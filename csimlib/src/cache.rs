use std::ops::Range;
use log::trace;
use crate::address::AddressDecoder;
use crate::config::CacheConfig;
use crate::error::{Error, Result};
use crate::replacement_policies::{LeastRecentlyUsed, ReplacementPolicy};
use crate::stats::Outcome;
use crate::trace::{AccessKind, AccessRecord};

/// A single cache line. Only the metadata is modelled, there is no data
///
/// Lines are read-only outside the crate. Ranks only ever change through
/// [`ReplacementPolicy::touch`], which keeps them a permutation within each set
#[derive(Debug, Clone, Copy, PartialEq, Eq)]
pub struct Line {
    pub(crate) valid: bool,
    pub(crate) tag: u64,
    pub(crate) rank: usize,
}

impl Line {
    /// Whether the line holds a block
    pub fn valid(&self) -> bool {
        self.valid
    }

    /// The tag of the block held by the line. Meaningless if the line isn't valid
    pub fn tag(&self) -> u64 {
        self.tag
    }

    /// The recency rank of the line within its set, 0 being the most recently used
    pub fn rank(&self) -> usize {
        self.rank
    }
}

/// A set-associative cache, parameterised by a replacement policy
///
/// All `num_sets * associativity` lines live in one contiguous allocation, set by set, so a set
/// is a slice and a line is addressed by its set index and its slot within that set
///
/// Set indices must come from the cache's own [`AddressDecoder`] (or otherwise be below the
/// number of sets) and slots must be below the associativity. Anything else is a bug in the
/// caller, and panics on an explicit range check rather than touching another set's lines
#[derive(Debug)]
pub struct Cache<R: ReplacementPolicy = LeastRecentlyUsed> {
    decoder: AddressDecoder,
    associativity: usize,
    lines: Vec<Line>,
    replacement_policy: R,
}

impl Cache<LeastRecentlyUsed> {
    /// Creates an empty LRU cache for a configuration
    pub fn lru(config: &CacheConfig) -> Result<Self> {
        Self::new(config, LeastRecentlyUsed)
    }
}

impl<R: ReplacementPolicy> Cache<R> {
    /// Creates an empty cache for a configuration
    ///
    /// Every line starts invalid, and the ranks of each set are seeded to `0..associativity` so
    /// the permutation holds before the first access
    ///
    /// # Arguments
    ///
    /// * `config`: The cache geometry, validated here
    /// * `policy`: The replacement policy
    ///
    /// returns: Result<Cache<R>, Error>
    pub fn new(config: &CacheConfig, policy: R) -> Result<Self> {
        config.validate()?;
        let line_count = config.line_count();
        let mut lines = Vec::new();
        // Huge geometries pass validation but can't be allocated, report them rather than abort
        lines.try_reserve_exact(line_count).map_err(|e| {
            Error::InvalidConfiguration(format!("couldn't allocate {line_count} cache lines: {e}"))
        })?;
        lines.extend((0..line_count).map(|slot| Line {
            valid: false,
            tag: 0,
            rank: slot % config.associativity,
        }));
        Ok(Self {
            decoder: AddressDecoder::new(config),
            associativity: config.associativity,
            lines,
            replacement_policy: policy,
        })
    }

    fn set_bounds(&self, set_index: u64) -> Range<usize> {
        assert!(
            set_index < self.num_sets() as u64,
            "set index {set_index} out of range for {} sets",
            self.num_sets()
        );
        let lower_bound = set_index as usize * self.associativity;
        lower_bound..lower_bound + self.associativity
    }

    /// The decoder used to split addresses for this cache
    pub fn decoder(&self) -> &AddressDecoder {
        &self.decoder
    }

    /// The number of lines per set
    pub fn associativity(&self) -> usize {
        self.associativity
    }

    /// The number of sets
    pub fn num_sets(&self) -> usize {
        self.lines.len() / self.associativity
    }

    /// Every line of the cache, set by set
    pub fn lines(&self) -> &[Line] {
        &self.lines
    }

    /// The lines of one set, in slot order
    pub fn set(&self, set_index: u64) -> &[Line] {
        &self.lines[self.set_bounds(set_index)]
    }

    /// Finds the slot of the valid line holding `tag` in a set, if there is one
    pub fn lookup(&self, set_index: u64, tag: u64) -> Option<usize> {
        self.set(set_index).iter().position(|line| line.valid && line.tag == tag)
    }

    /// Marks a line as the most recently used in its set
    pub fn touch(&mut self, set_index: u64, slot: usize) {
        let bounds = self.set_bounds(set_index);
        self.replacement_policy.touch(&mut self.lines[bounds], slot);
    }

    /// The slot of the line to replace on a miss in a set
    pub fn find_lru(&self, set_index: u64) -> usize {
        self.replacement_policy.victim(self.set(set_index))
    }

    /// Loads a block into a line. Recency is untouched, callers follow this with [`Cache::touch`]
    pub fn install(&mut self, set_index: u64, slot: usize, tag: u64) {
        let bounds = self.set_bounds(set_index);
        let line = &mut self.lines[bounds][slot];
        line.valid = true;
        line.tag = tag;
    }

    /// Applies one access to the cache and reports what happened
    ///
    /// A load or store is a single lookup: a hit refreshes the line, a miss replaces the least
    /// recently used line of the set (evicting it if it was valid). A modify is a load followed
    /// by a store to the same address, and the store always hits the line the load just
    /// refreshed or installed, so it only adds a hit
    ///
    /// # Arguments
    ///
    /// * `record`: The access
    ///
    /// returns: Outcome
    pub fn process(&mut self, record: &AccessRecord) -> Outcome {
        let tag = self.decoder.tag(record.address);
        let set_index = self.decoder.set_index(record.address);
        let mut outcome = match self.lookup(set_index, tag) {
            Some(slot) => {
                self.touch(set_index, slot);
                Outcome {
                    hits: 1,
                    missed: false,
                    evicted: false,
                }
            }
            None => {
                let victim = self.find_lru(set_index);
                let evicted = self.set(set_index)[victim].valid;
                self.install(set_index, victim, tag);
                self.touch(set_index, victim);
                Outcome {
                    hits: 0,
                    missed: true,
                    evicted,
                }
            }
        };
        if record.kind == AccessKind::Modify {
            outcome.hits += 1;
        }
        trace!("{record} -> set {set_index:#x}, tag {tag:#x}: {outcome}");
        outcome
    }

    /// Gets the number of lines which have never been filled. Useful for analysing cache
    /// performance or debugging
    pub fn invalid_line_count(&self) -> usize {
        self.lines.iter().filter(|line| !line.valid).count()
    }
}
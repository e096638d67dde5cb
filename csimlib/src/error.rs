use std::io;
use std::path::PathBuf;
use thiserror::Error;

/// Result type alias using the library error
pub type Result<T> = std::result::Result<T, Error>;

/// Everything that can stop a simulation run. All of these are fatal, the simulator never
/// recovers from them or continues past the offending input
#[derive(Error, Debug)]
pub enum Error {
    /// A geometry parameter was never supplied
    #[error("missing required cache parameter `{0}`")]
    MissingParameter(&'static str),

    /// The geometry can't be simulated
    #[error("invalid cache configuration: {0}")]
    InvalidConfiguration(String),

    /// The configuration file isn't valid JSON, or doesn't have the expected shape
    #[error("couldn't parse the config file: {0}")]
    ConfigFile(#[from] serde_json::Error),

    /// The trace couldn't be opened or mapped
    #[error("couldn't open the trace at {}: {source}", .path.display())]
    SourceUnavailable {
        path: PathBuf,
        #[source]
        source: io::Error,
    },

    /// Reading the trace failed part way through
    #[error("failed to read the trace: {0}")]
    Io(#[from] io::Error),

    /// A data line didn't follow the trace grammar
    #[error("malformed record on line {line} ({content:?}): {reason}")]
    MalformedRecord {
        line: usize,
        content: String,
        reason: RecordError,
    },
}

/// Why a single data line was rejected
#[derive(Error, Debug, Clone, PartialEq, Eq)]
pub enum RecordError {
    #[error("expected `<kind> <hex address>,<decimal size>`")]
    Syntax,

    #[error("unknown access kind `{0}`, expected one of L, S or M")]
    UnknownKind(char),

    #[error("invalid hexadecimal address `{0}`")]
    Address(String),

    #[error("invalid decimal size `{0}`")]
    Size(String),

    #[error("access size must be positive")]
    ZeroSize,
}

================

**Directions:** Your task is to give back every record exactly.

**Exercise response:**
filename csimlib/src/cache.rs
use std::ops::Range;
use log::trace;
use crate::address::AddressDecoder;
use crate::config::CacheConfig;
use crate::error::{Error, Result};
use crate::replacement_policies::{LeastRecentlyUsed, ReplacementPolicy};
use crate::stats::Outcome;
use crate::trace::{AccessKind, AccessRecord};

/// A single cache line. Only the metadata is modelled, there is no data
///
/// Lines are read-only outside the crate. Ranks only ever change through
/// [`ReplacementPolicy::touch`], which keeps them a permutation within each set
#[derive(Debug, Clone, Copy, PartialEq, Eq)]
pub struct Line {
    pub(crate) valid: bool,
    pub(crate) tag: u64,
    pub(crate) rank: usize,
}

impl Line {
    /// Whether the line holds a block
    pub fn valid(&self) -> bool {
        self.valid
    }

    /// The tag of the block held by the line. Meaningless if the line isn't valid
    pub fn tag(&self) -> u64 {
        self.tag
    }

    /// The recency rank of the line within its set, 0 being the most recently used
    pub fn rank(&self) -> usize {
        self.rank
    }
}

/// A set-associative cache, parameterised by a replacement policy
///
/// All `num_sets * associativity` lines live in one contiguous allocation, set by set, so a set
/// is a slice and a line is addressed by its set index and its slot within that set
///
/// Set indices must come from the cache's own [`AddressDecoder`] (or otherwise be below the
/// number of sets) and slots must be below the associativity. Anything else is a bug in the
/// caller, and panics on an explicit range check rather than touching another set's lines
#[derive(Debug)]
pub struct Cache<R: ReplacementPolicy = LeastRecentlyUsed> {
    decoder: AddressDecoder,
    associativity: usize,
    lines: Vec<Line>,
    replacement_policy: R,
}

impl Cache<LeastRecentlyUsed> {
    /// Creates an empty LRU cache for a configuration
    pub fn lru(config: &CacheConfig) -> Result<Self> {
        Self::new(config, LeastRecentlyUsed)
    }
}

impl<R: ReplacementPolicy> Cache<R> {
    /// Creates an empty cache for a configuration
    ///
    /// Every line starts invalid, and the ranks of each set are seeded to `0..associativity` so
    /// the permutation holds before the first access
    ///
    /// # Arguments
    ///
    /// * `config`: The cache geometry, validated here
    /// * `policy`: The replacement policy
    ///
    /// returns: Result<Cache<R>, Error>
    pub fn new(config: &CacheConfig, policy: R) -> Result<Self> {
        config.validate()?;
        let line_count = config.line_count();
        let mut lines = Vec::new();
        // Huge geometries pass validation but can't be allocated, report them rather than abort
        lines.try_reserve_exact(line_count).map_err(|e| {
            Error::InvalidConfiguration(format!("couldn't allocate {line_count} cache lines: {e}"))
        })?;
        lines.extend((0..line_count).map(|slot| Line {
            valid: false,
            tag: 0,
            rank: slot % config.associativity,
        }));
        Ok(Self {
            decoder: AddressDecoder::new(config),
            associativity: config.associativity,
            lines,
            replacement_policy: policy,
        })
    }

    fn set_bounds(&self, set_index: u64) -> Range<usize> {
        assert!(
            set_index < self.num_sets() as u64,
            "set index {set_index} out of range for {} sets",
            self.num_sets()
        );
        let lower_bound = set_index as usize * self.associativity;
        lower_bound..lower_bound + self.associativity
    }

    /// The decoder used to split addresses for this cache
    pub fn decoder(&self) -> &AddressDecoder {
        &self.decoder
    }

    /// The number of lines per set
    pub fn associativity(&self) -> usize {
        self.associativity
    }

    /// The number of sets
    pub fn num_sets(&self) -> usize {
        self.lines.len() / self.associativity
    }

    /// Every line of the cache, set by set
    pub fn lines(&self) -> &[Line] {
        &self.lines
    }

    /// The lines of one set, in slot order
    pub fn set(&self, set_index: u64) -> &[Line] {
        &self.lines[self.set_bounds(set_index)]
    }

    /// Finds the slot of the valid line holding `tag` in a set, if there is one
    pub fn lookup(&self, set_index: u64, tag: u64) -> Option<usize> {
        self.set(set_index).iter().position(|line| line.valid && line.tag == tag)
    }

    /// Marks a line as the most recently used in its set
    pub fn touch(&mut self, set_index: u64, slot: usize) {
        let bounds = self.set_bounds(set_index);
        self.replacement_policy.touch(&mut self.lines[bounds], slot);
    }

    /// The slot of the line to replace on a miss in a set
    pub fn find_lru(&self, set_index: u64) -> usize {
        self.replacement_policy.victim(self.set(set_index))
    }

    /// Loads a block into a line. Recency is untouched, callers follow this with [`Cache::touch`]
    pub fn install(&mut self, set_index: u64, slot: usize, tag: u64) {
        let bounds = self.set_bounds(set_index);
        let line = &mut self.lines[bounds][slot];
        line.valid = true;
        line.tag = tag;
    }

    /// Applies one access to the cache and reports what happened
    ///
    /// A load or store is a single lookup: a hit refreshes the line, a miss replaces the least
    /// recently used line of the set (evicting it if it was valid). A modify is a load followed
    /// by a store to the same address, and the store always hits the line the load just
    /// refreshed or installed, so it only adds a hit
    ///
    /// # Arguments
    ///
    /// * `record`: The access
    ///
    /// returns: Outcome
    pub fn process(&mut self, record: &AccessRecord) -> Outcome {
        let tag = self.decoder.tag(record.address);
        let set_index = self.decoder.set_index(record.address);
        let mut outcome = match self.lookup(set_index, tag) {
            Some(slot) => {
                self.touch(set_index, slot);
                Outcome {
                    hits: 1,
                    missed: false,
                    evicted: false,
                }
            }
            None => {
                let victim = self.find_lru(set_index);
                let evicted = self.set(set_index)[victim].valid;
                self.install(set_index, victim, tag);
                self.touch(set_index, victim);
                Outcome {
                    hits: 0,
                    missed: true,
                    evicted,
                }
            }
        };
        if record.kind == AccessKind::Modify {
            outcome.hits += 1;
        }
        trace!("{record} -> set {set_index:#x}, tag {tag:#x}: {outcome}");
        outcome
    }

    /// Gets the number of lines which have never been filled. Useful for analysing cache
    /// performance or debugging
    pub fn invalid_line_count(&self) -> usize {
        self.lines.iter().filter(|line| !line.valid).count()
    }
}
repository e096638d67dde5cb
filename csimlib/src/error.rs
use std::io;
use std::path::PathBuf;
use thiserror::Error;

/// Result type alias using the library error
pub type Result<T> = std::result::Result<T, Error>;

/// Everything that can stop a simulation run. All of these are fatal, the simulator never
/// recovers from them or continues past the offending input
#[derive(Error, Debug)]
pub enum Error {
    /// A geometry parameter was never supplied
    #[error("missing required cache parameter `{0}`")]
    MissingParameter(&'static str),

    /// The geometry can't be simulated
    #[error("invalid cache configuration: {0}")]
    InvalidConfiguration(String),

    /// The configuration file isn't valid JSON, or doesn't have the expected shape
    #[error("couldn't parse the config file: {0}")]
    ConfigFile(#[from] serde_json::Error),

    /// The trace couldn't be opened or mapped
    #[error("couldn't open the trace at {}: {source}", .path.display())]
    SourceUnavailable {
        path: PathBuf,
        #[source]
        source: io::Error,
    },

    /// Reading the trace failed part way through
    #[error("failed to read the trace: {0}")]
    Io(#[from] io::Error),

    /// A data line didn't follow the trace grammar
    #[error("malformed record on line {line} ({content:?}): {reason}")]
    MalformedRecord {
        line: usize,
        content: String,
        reason: RecordError,
    },
}

/// Why a single data line was rejected
#[derive(Error, Debug, Clone, PartialEq, Eq)]
pub enum RecordError {
    #[error("expected `<kind> <hex address>,<decimal size>`")]
    Syntax,

    #[error("unknown access kind `{0}`, expected one of L, S or M")]
    UnknownKind(char),

    #[error("invalid hexadecimal address `{0}`")]
    Address(String),

    #[error("invalid decimal size `{0}`")]
    Size(String),

    #[error("access size must be positive")]
    ZeroSize,
}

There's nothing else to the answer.